Okulda yaramazlık yapan öğrencinin velisi; '' bizim
çocuk iyi ama çevresi kötü, çekemiyorlar bizimkini' der. İş kurmaya çalışıp
başarılı olamayan; '' komşuların nazarına geldik, çekemediler. '' der. Dolar
yükselir yönetimden sorumlu kişiler; '' muhalefet bizi çekemiyor. ''der. Yani
anlayacağınız kimse sorumluluk almaz, suçu hep bir başkasında arar. Birileri
bizi hep çekemez çünkü; biz çok
başarılı, çok becerikliyizdir. Asla bir yanlış yapmaz. Hata nedir bilmeyiz. Bir
hata, bir yanlış varsa bize ait veya bizden sebep değil, bizi
çekemeyenlerindir.
Ülke olarak daima tetikte ve savaşa hazır
durumdayızdır. En aklı başında insanla bile oturup konuşmaya çalışsan konu
döner dolaşır '' ülke bir gün işgal edilecek olsa, bizi yine ordu koruyacak. ''
noktasına gelir. Biri bizi niye işgal etsin, niye bir savaşa girmek zorunda
kalalım gibi ince ayrıntıların bir önemi yoktur.
Bizi diri tutan bir düşman düşüncesi gereklidir.
Düşmanın kim olduğu, bize uzaklığı, gerçekte var olup olmaması gibi ufak
ayrıntıların pek bir önemi yoktur. Bize düşüncesi yeterlidir. Başımız
sıkıştığında sorumluluğu yükleyebileceğimiz, başarısız olduğumuzda
suçlayabileceğimiz, işler kötü gidince tutunup, desteğe ihtiyaç duyduğumuzda
safları sıklaştırmak için kullanacağımız bir düşman lazımdır.
Oysa; ülkemizin
Doğusu yine ülkemizin Batısını kıskanacak kadar geri durumdayken, Batı ( Burada Avrupa’yı kast ediyorum.) bizi
kıskanıyor masalına kendimizi inandırmayı akıl ve mantıkla izaha çalışmıyor, çalışmak
dahi istemiyorum. Aslına bakarsanız bu davranışlarımızın nedeni basittir.

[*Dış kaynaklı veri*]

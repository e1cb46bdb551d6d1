use nalgebra::{Isometry3, Matrix4, Perspective3, Point3, Vector3};
use raster_bvh::{BvhConfig, Face, HzbRenderer, RasterBvh, Scene, SplitMethod, TileConfig, TraversalMode, Vertex};

const WIDTH: u32 = 64;
const HEIGHT: u32 = 64;
const CUBES: usize = 20;

fn push_box(scene: &mut Scene, center: Point3<f32>, half: f32) {
    let corners: Vec<Vertex> = (0..8)
        .map(|i| {
            let sign = |bit: usize| if i & bit == 0 { -half } else { half };
            Vertex::from_position(center + Vector3::new(sign(1), sign(2), sign(4)))
        })
        .collect();
    let faces = [
        [0, 2, 3, 1],
        [4, 5, 7, 6],
        [0, 1, 5, 4],
        [2, 6, 7, 3],
        [0, 4, 6, 2],
        [1, 3, 7, 5],
    ]
    .iter()
    .flat_map(|&[a, b, c, d]| [Face::new(a, b, c), Face::new(a, c, d)])
    .collect::<Vec<_>>();
    scene.push_mesh(&corners, &faces);
}

/// A wall filling the view at z = 5 with a column of boxes hidden behind it.
fn walled_scene() -> Scene {
    let mut scene = Scene::new();
    let normal = Vector3::new(0.0, 0.0, -1.0);
    scene.push_mesh(
        &[
            Vertex::new(Point3::new(-4.0, -4.0, 5.0), normal),
            Vertex::new(Point3::new(4.0, -4.0, 5.0), normal),
            Vertex::new(Point3::new(4.0, 4.0, 5.0), normal),
            Vertex::new(Point3::new(-4.0, 4.0, 5.0), normal),
        ],
        &[Face::new(0, 1, 2), Face::new(0, 2, 3)],
    );
    for i in 0..CUBES {
        let center = Point3::new((i % 5) as f32 - 2.0, (i / 5) as f32 - 1.5, 20.0 + 4.0 * i as f32);
        push_box(&mut scene, center, 0.5);
    }
    scene
}

/// Eye at the origin looking down +z.
fn camera() -> Matrix4<f32> {
    let view = Isometry3::look_at_rh(&Point3::origin(), &Point3::new(0.0, 0.0, 1.0), &Vector3::y());
    Perspective3::new(1.0, std::f32::consts::FRAC_PI_3, 0.1, 1000.0).as_matrix() * view.to_homogeneous()
}

fn tiles() -> TileConfig {
    TileConfig::default().with_tile_size(16, 16)
}

#[test]
fn wall_hides_everything_behind_it() {
    let scene = walled_scene();
    let config = BvhConfig::default().with_split_method(SplitMethod::Middle);
    let mut bvh = RasterBvh::build(scene.view(), config).unwrap();
    let mut renderer = HzbRenderer::new(scene.view(), WIDTH, HEIGHT, tiles()).unwrap();

    let stats = renderer.render(&mut bvh, &camera());

    assert_eq!(stats.total_faces, 2 + CUBES * 12);
    assert_eq!(stats.drawn_faces(), 2);
    assert!(stats.visited_nodes < bvh.build_stats().total_nodes);
    assert!(stats.culled_face_ratio() > 0.99);
}

#[test]
fn exhaustive_traversal_visits_every_node_but_draws_the_same() {
    let scene = walled_scene();
    let config = BvhConfig::default()
        .with_split_method(SplitMethod::Middle)
        .with_traversal(TraversalMode::Exhaustive);
    let mut bvh = RasterBvh::build(scene.view(), config).unwrap();
    let mut renderer = HzbRenderer::new(scene.view(), WIDTH, HEIGHT, tiles()).unwrap();

    let stats = renderer.render(&mut bvh, &camera());

    assert_eq!(stats.visited_nodes, bvh.build_stats().total_nodes);
    assert_eq!(stats.drawn_faces(), 2);
}

#[test]
fn every_split_method_sees_only_the_wall() {
    let scene = walled_scene();

    for method in SplitMethod::ALL {
        let config = BvhConfig::default().with_split_method(method);
        let mut bvh = RasterBvh::build(scene.view(), config).unwrap();
        let mut renderer = HzbRenderer::new(scene.view(), WIDTH, HEIGHT, tiles()).unwrap();
        renderer.render(&mut bvh, &camera());

        let depth = renderer.depth_buffer();
        let wall = depth[0];
        assert!(wall > -1.0 && wall < 1.0, "{method}: wall depth {wall}");
        assert!(depth.iter().all(|&z| (z - wall).abs() < 1e-5), "{method}");
    }
}

#[test]
fn rendering_twice_is_stable() {
    let scene = walled_scene();
    let mut bvh = RasterBvh::build(scene.view(), BvhConfig::default()).unwrap();
    let mut renderer = HzbRenderer::new(scene.view(), WIDTH, HEIGHT, tiles()).unwrap();

    let first = renderer.render(&mut bvh, &camera());
    let image = renderer.rgba8();
    let second = renderer.render(&mut bvh, &camera());

    assert_eq!(first, second);
    assert_eq!(renderer.rgba8(), image);
    assert_eq!(bvh.last_traversal(), &second);
}
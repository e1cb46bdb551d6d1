//! BVH node implementation.

use std::ops::Range;

use nalgebra::Matrix4;

use crate::{Aabb, Axis, ProjectedBounds};

/// Index of a node inside the tree's arena.
pub type NodeId = usize;

/// Value reported by [`BvhNode::split_axis`] for leaves.
pub const LEAF_SPLIT_AXIS: usize = 3;

/// Interior/leaf discriminant of a node.
#[derive(Debug, Clone, Copy, PartialEq, Eq)]
pub enum NodeKind {
    /// Two children split along `axis`.
    Interior { axis: Axis, children: [NodeId; 2] },
    /// A contiguous run `[first_offset, first_offset + count)` of the tree's
    /// face-order array.
    Leaf { first_offset: usize, count: usize },
}

/// A node in the BVH.
///
/// Each node stores its object-space bounds and the projected bounds cached by
/// the most recent transform. Nodes are owned by the tree's arena and refer to
/// their children by index.
#[derive(Debug, Clone)]
#[repr(align(64))]
pub struct BvhNode {
    bounds: Aabb,
    projected: ProjectedBounds,
    kind: NodeKind,
    primitive_count: usize,
}

impl BvhNode {
    /// Creates a leaf over `count` entries of the face-order array.
    pub fn leaf(first_offset: usize, count: usize, bounds: Aabb) -> Self {
        Self {
            bounds,
            projected: ProjectedBounds::unprojected(),
            kind: NodeKind::Leaf {
                first_offset,
                count,
            },
            primitive_count: count,
        }
    }

    /// Creates an interior node. `bounds` should be the union of the
    /// children's bounds.
    pub fn interior(axis: Axis, children: [NodeId; 2], bounds: Aabb, primitive_count: usize) -> Self {
        Self {
            bounds,
            projected: ProjectedBounds::unprojected(),
            kind: NodeKind::Interior { axis, children },
            primitive_count,
        }
    }

    /// Object-space bounds.
    #[inline]
    pub fn bounds(&self) -> &Aabb {
        &self.bounds
    }

    /// Bounds as of the last transform.
    #[inline]
    pub fn projected(&self) -> &ProjectedBounds {
        &self.projected
    }

    #[inline]
    pub fn kind(&self) -> &NodeKind {
        &self.kind
    }

    #[inline]
    pub fn is_leaf(&self) -> bool {
        matches!(self.kind, NodeKind::Leaf { .. })
    }

    /// Split axis index, or [`LEAF_SPLIT_AXIS`] for leaves.
    pub fn split_axis(&self) -> usize {
        match self.kind {
            NodeKind::Interior { axis, .. } => axis.index(),
            NodeKind::Leaf { .. } => LEAF_SPLIT_AXIS,
        }
    }

    #[inline]
    pub fn children(&self) -> Option<[NodeId; 2]> {
        match self.kind {
            NodeKind::Interior { children, .. } => Some(children),
            NodeKind::Leaf { .. } => None,
        }
    }

    /// The leaf's slice of the face-order array.
    #[inline]
    pub fn leaf_range(&self) -> Option<Range<usize>> {
        match self.kind {
            NodeKind::Leaf {
                first_offset,
                count,
            } => Some(first_offset..first_offset + count),
            NodeKind::Interior { .. } => None,
        }
    }

    /// Number of faces in this subtree.
    #[inline]
    pub fn primitive_count(&self) -> usize {
        self.primitive_count
    }

    /// Recomputes the cached projected bounds. Object-space bounds are left
    /// untouched.
    pub(crate) fn project(&mut self, m: &Matrix4<f32>) {
        self.projected = self.bounds.project(m);
    }
}

#[cfg(test)]
mod tests {
    use super::*;
    use nalgebra::Point3;

    fn unit_box() -> Aabb {
        Aabb::new(Point3::origin(), Point3::new(1.0, 1.0, 1.0))
    }

    #[test]
    fn leaf_reports_sentinel_axis() {
        let node = BvhNode::leaf(4, 2, unit_box());

        assert!(node.is_leaf());
        assert_eq!(node.split_axis(), LEAF_SPLIT_AXIS);
        assert_eq!(node.leaf_range(), Some(4..6));
        assert_eq!(node.children(), None);
        assert_eq!(node.primitive_count(), 2);
    }

    #[test]
    fn interior_reports_axis_and_children() {
        let node = BvhNode::interior(Axis::Y, [3, 7], unit_box(), 5);

        assert!(!node.is_leaf());
        assert_eq!(node.split_axis(), 1);
        assert_eq!(node.children(), Some([3, 7]));
        assert_eq!(node.leaf_range(), None);
        assert_eq!(node.primitive_count(), 5);
    }

    #[test]
    fn projection_starts_empty_and_keeps_object_bounds() {
        let mut node = BvhNode::leaf(0, 1, unit_box());
        assert_eq!(node.projected().min_z, f32::INFINITY);

        let mut m = Matrix4::identity();
        m[(2, 3)] = 5.0;
        node.project(&m);

        assert_eq!(node.projected().min_z, 5.0);
        assert_eq!(node.projected().max.z, 6.0);
        assert_eq!(*node.bounds(), unit_box());
    }

    #[test]
    fn nodes_are_cache_line_aligned() {
        assert_eq!(std::mem::align_of::<BvhNode>(), 64);
    }
}
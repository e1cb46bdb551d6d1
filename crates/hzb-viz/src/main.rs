use hzb_viz::{CubeField, FrameTexture, OrbitCamera, TreeNavigator, Viewport, draw_stats};
use macroquad::prelude::*;
use raster_bvh::{BvhConfig, HzbRenderer, RasterBvh, SplitMethod, TileConfig, TraversalMode};

const FRAME_WIDTH: u32 = 480;
const FRAME_HEIGHT: u32 = 320;
const HUD_HEIGHT: f32 = 170.0;

fn next_split_method(current: SplitMethod) -> SplitMethod {
    let i = SplitMethod::ALL.iter().position(|&m| m == current).unwrap_or(0);
    SplitMethod::ALL[(i + 1) % SplitMethod::ALL.len()]
}

#[macroquad::main("Hierarchical Z-Buffer")]
async fn main() {
    env_logger::init();

    let scene = CubeField::default().generate(42);
    let mut config = BvhConfig::default();
    let mut bvh = match RasterBvh::build(scene.view(), config) {
        Ok(bvh) => bvh,
        Err(err) => {
            log::error!("cannot build BVH: {err}");
            return;
        }
    };
    let mut renderer = match HzbRenderer::new(scene.view(), FRAME_WIDTH, FRAME_HEIGHT, TileConfig::default()) {
        Ok(renderer) => renderer,
        Err(err) => {
            log::error!("cannot create renderer: {err}");
            return;
        }
    };

    let mut camera = OrbitCamera::new(110.0, 0.0, 0.3).with_zoom(4.0, 20.0, 300.0);
    let mut navigator = TreeNavigator::new();
    let mut frame = FrameTexture::new(FRAME_WIDTH, FRAME_HEIGHT);
    let mut show_tile_depth = false;
    let mut auto_rotate = false;

    loop {
        camera.update();
        navigator.update(&bvh);

        if is_key_pressed(KeyCode::M) {
            config = config.with_split_method(next_split_method(config.split_method));
            match RasterBvh::build(scene.view(), config) {
                Ok(rebuilt) => {
                    bvh = rebuilt;
                    navigator.go_root();
                }
                Err(err) => log::error!("cannot rebuild BVH: {err}"),
            }
        }
        if is_key_pressed(KeyCode::T) {
            config.traversal = match config.traversal {
                TraversalMode::Prune => TraversalMode::Exhaustive,
                TraversalMode::Exhaustive => TraversalMode::Prune,
            };
            bvh.set_traversal_mode(config.traversal);
        }
        if is_key_pressed(KeyCode::O) {
            renderer.set_bounds_overlay(!renderer.bounds_overlay());
        }
        if is_key_pressed(KeyCode::Z) {
            show_tile_depth = !show_tile_depth;
        }
        if is_key_pressed(KeyCode::Space) {
            auto_rotate = !auto_rotate;
        }
        if auto_rotate {
            camera.orbit(0.005);
        }

        let view_proj = camera.view_projection(FRAME_WIDTH as f32 / FRAME_HEIGHT as f32);
        let stats = renderer.render(&mut bvh, &view_proj);
        if show_tile_depth {
            renderer.paint_tile_depth();
        }
        frame.upload(&renderer);

        clear_background(Color::from_rgba(15, 15, 25, 255));
        let viewport = Viewport::fit(FRAME_WIDTH, FRAME_HEIGHT, HUD_HEIGHT);
        frame.draw(&viewport);
        navigator.draw_selection(&bvh, FRAME_WIDTH, FRAME_HEIGHT, &viewport);

        draw_stats(config.split_method, bvh.build_stats(), &stats, 25.0);
        navigator.draw_ui(&bvh, 90.0);
        draw_text(
            &format!(
                "[M]ethod | [T]raversal: {:?} | [O]verlay | [Z] tile depth | [Space] spin | FPS: {}",
                config.traversal,
                get_fps()
            ),
            10.0,
            HUD_HEIGHT - 5.0,
            16.0,
            DARKGRAY,
        );

        next_frame().await
    }
}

Basittir çünkü; bizde olması gerekenler yoktur. Bilim
yoktur mesela, sanat yoktur. Bunlara değer veren insanda yoktur. Sanayi yoktur
mesela, bırakınız sanayiyi bugün topraksız yapılabilir hale gelen tarım bile
biz de yapılamaz olmuştur. Akıl uğramaz olmuş, düşünce yapılamaz olmuştur.
Felsefe kapı kapanmış, ahlak halı altına itilmiştir. İnancın içi boşaltılmış,
dün bezirganlar elinde oyuncak edilmiştir.
Tüm bunlar gözümüzün önünde olurken, her seferinde ‘’Dur
bakalım ne olacak?’’ diye bekleyen canım ülke insanlarıma tavsiyemdir: Aziz
Nesin’den ‘Du Bakali N’olcek’ adlı hikayeyi okuyunuz.